Graph Neural Network Predicts Optimal Quantum Hardware for Circuit Execution

Selecting the best quantum computer for a specific task presents a significant challenge as diverse hardware technologies, each with unique strengths and weaknesses, become increasingly available. Antonio Tudisco, Deborah Volpe, Giacomo Orlandi, and colleagues at Politecnico di Torino and the Istituto Nazionale di Geofisica e Vulcanologia address this problem by developing a new predictor based on graph neural networks. Their system analyses the structure of quantum circuits and automatically identifies the hardware platform, be it a superconducting or trapped-ion processor, most suited to execute them efficiently. This innovative approach avoids the computationally expensive process of testing circuits on every available processor, instead leveraging the circuit’s inherent graph structure to predict optimal performance with 94. 4% accuracy, and represents a crucial step towards scalable quantum computing. The team demonstrates the effectiveness of their method using a comprehensive dataset of quantum circuits and a range of leading quantum processors.

Researchers now present a machine learning approach that accurately predicts the optimal hardware platform, streamlining the process and improving efficiency. This new method moves beyond the computationally expensive approach of compiling and testing circuits on multiple devices.

Graph Neural Networks Predict Optimal Quantum Hardware

This research explores the use of Graph Neural Networks (GNNs) to predict the optimal hardware backend for compiling quantum circuits, aiming to automate and improve the compilation process in the Noisy Intermediate-Scale Quantum (NISQ) era. The team’s innovation lies in representing quantum circuits as directed acyclic graphs, which capture the structure of the computation in a way that is readily understood by a graph neural network. This network learns to associate circuit structures with the most suitable hardware, effectively automating the selection process.

The researchers compiled 498 quantum circuits across various hardware devices and compilation options, creating a dataset of circuit-performance pairs. They experimented with different GNN architectures, including Graph Convolutional Networks and Graph Attention Networks, training them to predict the best hardware backend. Evaluation focused on both accuracy and the F1-score, with particular attention paid to performance on less frequent circuit types.

The best performing GNN model achieved 94. 4% accuracy and an 85. 6% F1-score for the underrepresented class, demonstrating the network’s ability to effectively capture the structural information of quantum circuits relevant to compilation performance. This approach shows promise for automating backend selection and optimizing quantum circuit compilation, potentially reducing the need for expert intervention.

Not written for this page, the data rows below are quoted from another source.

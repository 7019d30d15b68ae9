//! Avatar rename (10212) and the server command that confirms it (24111).

use futures::future::BoxFuture;
use tracing::{debug, info, warn};

use crate::core::bytestream::{ByteReader, ByteWriter};
use crate::error::Result;
use crate::protocol::message::{ClientMessage, HandlerContext, ServerMessage};
use crate::protocol::messages::ids;
use crate::service::PlayerStore;
use crate::transport::session::ConnectionSession;

/// Longest name accepted, in characters.
pub const MAX_NAME_CHARS: usize = 20;

/// Commands the server can push through AvailableServerCommand.
#[derive(Debug, Clone, PartialEq, Eq)]
pub enum ServerCommand {
    ChangeAvatarName { name: String },
}

impl ServerCommand {
    pub fn id(&self) -> i32 {
        match self {
            ServerCommand::ChangeAvatarName { .. } => 201,
        }
    }

    pub fn encode(&self, writer: &mut ByteWriter) {
        match self {
            ServerCommand::ChangeAvatarName { name } => {
                writer.write_varint(self.id());
                writer.write_str(name);
                writer.write_u8(0);

                // command tick header
                writer.write_varint(1);
                writer.write_varint(0);
                writer.write_varint(0);
                writer.write_varint(0);
                writer.write_varint(1);
            }
        }
    }
}

/// 24111: wraps one [`ServerCommand`].
#[derive(Debug, Clone)]
pub struct AvailableServerCommandMessage {
    pub command: ServerCommand,
}

impl AvailableServerCommandMessage {
    pub fn new(command: ServerCommand) -> Self {
        Self { command }
    }
}

impl ServerMessage for AvailableServerCommandMessage {
    fn id(&self) -> u16 {
        ids::AVAILABLE_SERVER_COMMAND
    }

    fn encode(&self, writer: &mut ByteWriter) {
        writer.write_varint(self.command.id());
        self.command.encode(writer);
    }
}

#[derive(Debug, Clone, Default)]
pub struct ChangeAvatarNameMessage {
    pub name: String,
}

impl ChangeAvatarNameMessage {
    async fn handle(self, session: &mut ConnectionSession, ctx: &HandlerContext) -> Result<()> {
        let Ok(player) = session.require_player() else {
            debug!(conn_id = session.id(), "rename before login ignored");
            return Ok(());
        };
        let id = player.id;
        let old_name = player.name.clone();

        let name = self.name.trim();
        if name.is_empty() || name.chars().count() > MAX_NAME_CHARS {
            warn!(conn_id = session.id(), len = name.len(), "rejected avatar name");
            return Ok(());
        }

        ctx.services.players.rename(id, name)?;
        if let Some(player) = session.player_mut() {
            player.name = name.to_string();
            player.name_set = true;
        }
        info!(conn_id = session.id(), from = %old_name, to = %name, "avatar renamed");

        let reply = AvailableServerCommandMessage::new(ServerCommand::ChangeAvatarName {
            name: name.to_string(),
        });
        session.send(&reply).await;
        Ok(())
    }
}

impl ClientMessage for ChangeAvatarNameMessage {
    fn name(&self) -> &'static str {
        "ChangeAvatarName"
    }

    fn decode(&mut self, payload: &[u8]) -> Result<()> {
        let mut reader = ByteReader::new(payload);
        self.name = reader.read_string_or_empty()?;
        Ok(())
    }

    fn process<'a>(
        self: Box<Self>,
        session: &'a mut ConnectionSession,
        ctx: &'a HandlerContext,
    ) -> BoxFuture<'a, Result<()>> {
        Box::pin(async move { (*self).handle(session, ctx).await })
    }
}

Future work includes expanding the dataset to include more hardware types and compiler toolchains, exploring multi-class and multi-label predictions, and enhancing circuit representations with richer features. The team also plans to investigate alternative learning objectives and develop a practical predictor to assist quantum software engineers.

Graph Learning Predicts Quantum Hardware Suitability

This work introduces a new approach to predicting the most suitable quantum hardware for a given circuit, framing the problem as a binary classification task. By representing circuits as directed acyclic graphs and avoiding manual feature extraction, the model effectively captures structural information relevant to compilation performance across different hardware types. Evaluating 498 circuits, the team achieved 94. 4% accuracy and an 85. 6% F1 score for the underrepresented class, demonstrating robust generalization and predictive power.

These results support the feasibility of integrating graph-based machine learning into quantum software workflows to accelerate and automate compilation decisions. Future work will focus on expanding the dataset to include a broader spectrum of devices and compiler tools, exploring richer circuit representations and alternative learning objectives, ultimately aiming to develop a comprehensive framework to assist quantum software engineers in selecting optimal backends for circuit execution and minimizing resource usage on current, noisy intermediate-scale quantum devices.